● MATERIAL SHOWN

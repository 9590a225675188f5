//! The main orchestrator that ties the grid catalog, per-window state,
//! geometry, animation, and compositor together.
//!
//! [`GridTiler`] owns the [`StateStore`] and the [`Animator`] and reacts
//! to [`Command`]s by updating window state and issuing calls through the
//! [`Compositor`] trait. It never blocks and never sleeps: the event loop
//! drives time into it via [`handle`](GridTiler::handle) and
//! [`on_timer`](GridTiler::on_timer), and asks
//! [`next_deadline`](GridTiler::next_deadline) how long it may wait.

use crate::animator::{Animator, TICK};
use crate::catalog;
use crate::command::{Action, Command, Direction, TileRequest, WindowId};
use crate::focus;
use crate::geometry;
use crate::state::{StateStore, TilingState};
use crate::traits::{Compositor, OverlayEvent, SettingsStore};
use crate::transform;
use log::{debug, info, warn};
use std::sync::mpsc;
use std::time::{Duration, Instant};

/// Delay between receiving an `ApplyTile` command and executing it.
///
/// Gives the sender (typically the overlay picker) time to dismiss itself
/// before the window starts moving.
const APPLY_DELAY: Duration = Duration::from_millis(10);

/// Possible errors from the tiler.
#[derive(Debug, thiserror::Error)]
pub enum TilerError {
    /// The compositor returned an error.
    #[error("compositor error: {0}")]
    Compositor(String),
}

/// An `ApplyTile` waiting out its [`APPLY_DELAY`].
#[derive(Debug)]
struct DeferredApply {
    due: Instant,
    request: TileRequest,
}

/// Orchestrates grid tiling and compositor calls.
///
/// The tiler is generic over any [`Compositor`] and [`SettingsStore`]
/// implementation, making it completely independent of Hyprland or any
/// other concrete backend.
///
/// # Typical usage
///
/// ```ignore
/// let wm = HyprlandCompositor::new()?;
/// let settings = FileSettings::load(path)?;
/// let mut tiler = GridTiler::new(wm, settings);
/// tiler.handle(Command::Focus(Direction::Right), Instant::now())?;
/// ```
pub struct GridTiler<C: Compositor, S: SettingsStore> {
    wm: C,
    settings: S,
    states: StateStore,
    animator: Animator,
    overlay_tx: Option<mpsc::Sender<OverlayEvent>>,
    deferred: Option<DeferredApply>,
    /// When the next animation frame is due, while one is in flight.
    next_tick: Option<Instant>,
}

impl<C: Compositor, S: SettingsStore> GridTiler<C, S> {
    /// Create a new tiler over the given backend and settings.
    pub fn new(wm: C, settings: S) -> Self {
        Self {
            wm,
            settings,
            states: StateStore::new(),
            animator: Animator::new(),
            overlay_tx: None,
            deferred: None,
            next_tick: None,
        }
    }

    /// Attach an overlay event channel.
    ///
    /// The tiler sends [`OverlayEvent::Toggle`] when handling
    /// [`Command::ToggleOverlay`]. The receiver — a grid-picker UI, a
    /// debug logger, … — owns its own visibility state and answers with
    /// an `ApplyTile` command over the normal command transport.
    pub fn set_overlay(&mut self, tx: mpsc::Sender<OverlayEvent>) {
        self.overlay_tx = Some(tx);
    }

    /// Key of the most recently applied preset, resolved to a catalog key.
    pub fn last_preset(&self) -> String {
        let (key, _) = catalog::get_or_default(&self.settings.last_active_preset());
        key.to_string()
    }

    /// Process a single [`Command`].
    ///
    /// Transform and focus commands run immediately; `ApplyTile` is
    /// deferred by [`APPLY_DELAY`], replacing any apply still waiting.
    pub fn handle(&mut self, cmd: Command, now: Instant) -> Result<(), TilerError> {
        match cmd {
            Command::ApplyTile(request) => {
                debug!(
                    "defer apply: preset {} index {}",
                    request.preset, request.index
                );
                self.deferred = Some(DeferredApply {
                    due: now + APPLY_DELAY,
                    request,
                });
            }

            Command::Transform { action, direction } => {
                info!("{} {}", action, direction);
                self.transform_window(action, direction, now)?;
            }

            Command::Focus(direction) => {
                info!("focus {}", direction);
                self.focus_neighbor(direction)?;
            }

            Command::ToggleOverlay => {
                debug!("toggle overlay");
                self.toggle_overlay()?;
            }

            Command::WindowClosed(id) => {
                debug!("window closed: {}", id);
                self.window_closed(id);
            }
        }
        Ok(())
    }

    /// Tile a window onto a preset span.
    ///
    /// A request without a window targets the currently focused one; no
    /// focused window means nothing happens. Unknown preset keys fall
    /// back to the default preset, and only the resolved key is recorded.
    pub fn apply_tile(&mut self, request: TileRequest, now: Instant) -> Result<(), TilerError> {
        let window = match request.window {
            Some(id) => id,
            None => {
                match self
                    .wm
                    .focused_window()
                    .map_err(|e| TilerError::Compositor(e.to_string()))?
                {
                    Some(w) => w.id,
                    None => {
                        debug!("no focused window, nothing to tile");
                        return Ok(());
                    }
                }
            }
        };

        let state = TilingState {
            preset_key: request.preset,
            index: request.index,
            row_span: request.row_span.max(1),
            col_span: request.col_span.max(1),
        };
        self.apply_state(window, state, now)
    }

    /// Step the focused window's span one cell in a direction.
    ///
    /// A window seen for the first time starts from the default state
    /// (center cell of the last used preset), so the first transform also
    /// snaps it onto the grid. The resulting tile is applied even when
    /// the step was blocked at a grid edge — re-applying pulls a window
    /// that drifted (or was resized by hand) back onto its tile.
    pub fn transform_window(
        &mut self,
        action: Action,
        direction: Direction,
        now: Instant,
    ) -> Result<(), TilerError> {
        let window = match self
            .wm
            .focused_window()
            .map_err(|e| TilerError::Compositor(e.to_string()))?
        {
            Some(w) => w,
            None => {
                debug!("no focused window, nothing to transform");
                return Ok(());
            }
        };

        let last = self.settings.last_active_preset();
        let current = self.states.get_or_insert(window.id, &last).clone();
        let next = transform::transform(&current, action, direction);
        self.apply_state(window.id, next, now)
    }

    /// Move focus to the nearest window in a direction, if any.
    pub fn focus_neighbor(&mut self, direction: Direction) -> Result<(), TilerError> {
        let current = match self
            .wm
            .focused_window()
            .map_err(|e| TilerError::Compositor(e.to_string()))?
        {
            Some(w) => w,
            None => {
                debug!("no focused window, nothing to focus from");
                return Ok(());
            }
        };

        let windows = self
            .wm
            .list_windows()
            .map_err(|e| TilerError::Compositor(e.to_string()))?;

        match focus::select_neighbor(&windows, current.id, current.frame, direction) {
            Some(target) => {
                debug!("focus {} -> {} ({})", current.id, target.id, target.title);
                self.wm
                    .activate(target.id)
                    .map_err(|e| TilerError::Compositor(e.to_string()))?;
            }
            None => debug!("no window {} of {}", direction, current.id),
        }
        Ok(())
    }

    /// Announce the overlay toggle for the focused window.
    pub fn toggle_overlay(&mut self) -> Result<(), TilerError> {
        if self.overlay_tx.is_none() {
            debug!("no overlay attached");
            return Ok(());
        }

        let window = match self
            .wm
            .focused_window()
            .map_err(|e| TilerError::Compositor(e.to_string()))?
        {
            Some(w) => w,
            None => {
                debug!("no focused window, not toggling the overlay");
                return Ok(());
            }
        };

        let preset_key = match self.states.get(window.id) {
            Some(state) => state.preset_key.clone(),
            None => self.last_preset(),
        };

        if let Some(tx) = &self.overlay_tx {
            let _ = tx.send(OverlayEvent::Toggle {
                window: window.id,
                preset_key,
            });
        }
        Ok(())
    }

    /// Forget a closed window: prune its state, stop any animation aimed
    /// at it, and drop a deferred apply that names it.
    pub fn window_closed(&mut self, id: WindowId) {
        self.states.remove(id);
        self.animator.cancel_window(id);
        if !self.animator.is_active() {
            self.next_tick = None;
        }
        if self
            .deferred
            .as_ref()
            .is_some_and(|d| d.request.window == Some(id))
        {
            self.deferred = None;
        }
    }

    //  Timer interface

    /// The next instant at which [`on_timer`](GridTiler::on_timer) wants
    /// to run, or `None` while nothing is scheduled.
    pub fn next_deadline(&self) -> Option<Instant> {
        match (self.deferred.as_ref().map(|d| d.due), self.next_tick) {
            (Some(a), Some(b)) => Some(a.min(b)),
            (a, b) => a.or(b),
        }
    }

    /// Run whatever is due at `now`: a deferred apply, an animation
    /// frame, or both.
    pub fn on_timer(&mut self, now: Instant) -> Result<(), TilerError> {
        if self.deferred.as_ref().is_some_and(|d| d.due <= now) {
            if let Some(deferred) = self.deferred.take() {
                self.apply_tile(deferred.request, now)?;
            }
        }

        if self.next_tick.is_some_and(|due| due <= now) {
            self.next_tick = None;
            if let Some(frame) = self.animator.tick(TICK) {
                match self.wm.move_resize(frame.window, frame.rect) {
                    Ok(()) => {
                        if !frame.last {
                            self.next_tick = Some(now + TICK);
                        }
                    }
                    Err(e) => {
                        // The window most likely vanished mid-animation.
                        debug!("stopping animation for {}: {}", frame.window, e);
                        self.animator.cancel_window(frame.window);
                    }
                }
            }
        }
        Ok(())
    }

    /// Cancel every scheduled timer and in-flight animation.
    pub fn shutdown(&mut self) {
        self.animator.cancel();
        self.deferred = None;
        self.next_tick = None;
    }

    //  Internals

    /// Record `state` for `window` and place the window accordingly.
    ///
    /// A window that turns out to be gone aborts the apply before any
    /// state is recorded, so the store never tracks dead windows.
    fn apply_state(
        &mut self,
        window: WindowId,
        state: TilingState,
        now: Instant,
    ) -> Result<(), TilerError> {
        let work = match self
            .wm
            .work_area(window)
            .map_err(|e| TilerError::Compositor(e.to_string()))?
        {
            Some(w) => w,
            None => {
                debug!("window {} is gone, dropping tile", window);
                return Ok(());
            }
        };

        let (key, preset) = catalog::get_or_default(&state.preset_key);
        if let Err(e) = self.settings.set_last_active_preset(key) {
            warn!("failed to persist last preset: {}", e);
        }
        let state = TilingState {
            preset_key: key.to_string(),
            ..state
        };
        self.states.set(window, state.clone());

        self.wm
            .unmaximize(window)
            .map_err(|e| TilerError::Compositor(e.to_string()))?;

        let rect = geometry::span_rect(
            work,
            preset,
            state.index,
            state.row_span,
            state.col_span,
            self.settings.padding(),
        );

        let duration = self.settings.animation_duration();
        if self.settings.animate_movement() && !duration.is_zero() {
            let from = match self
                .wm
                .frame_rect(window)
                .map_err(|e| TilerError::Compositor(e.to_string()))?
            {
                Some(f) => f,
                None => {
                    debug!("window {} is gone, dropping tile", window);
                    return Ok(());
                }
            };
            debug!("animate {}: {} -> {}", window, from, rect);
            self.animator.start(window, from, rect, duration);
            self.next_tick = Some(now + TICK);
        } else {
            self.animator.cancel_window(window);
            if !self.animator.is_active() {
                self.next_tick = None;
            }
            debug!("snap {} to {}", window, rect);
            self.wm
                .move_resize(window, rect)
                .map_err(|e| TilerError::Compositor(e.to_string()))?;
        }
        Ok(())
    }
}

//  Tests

==

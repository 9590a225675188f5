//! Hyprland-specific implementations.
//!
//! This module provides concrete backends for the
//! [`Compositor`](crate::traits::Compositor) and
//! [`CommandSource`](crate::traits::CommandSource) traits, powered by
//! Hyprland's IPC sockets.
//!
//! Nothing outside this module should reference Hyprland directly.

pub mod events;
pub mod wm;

● DIRECTIONS
State the number of lines in the records that include the string "calls", without any other words.

● SOLUTION FOR THIS EXERCISE
2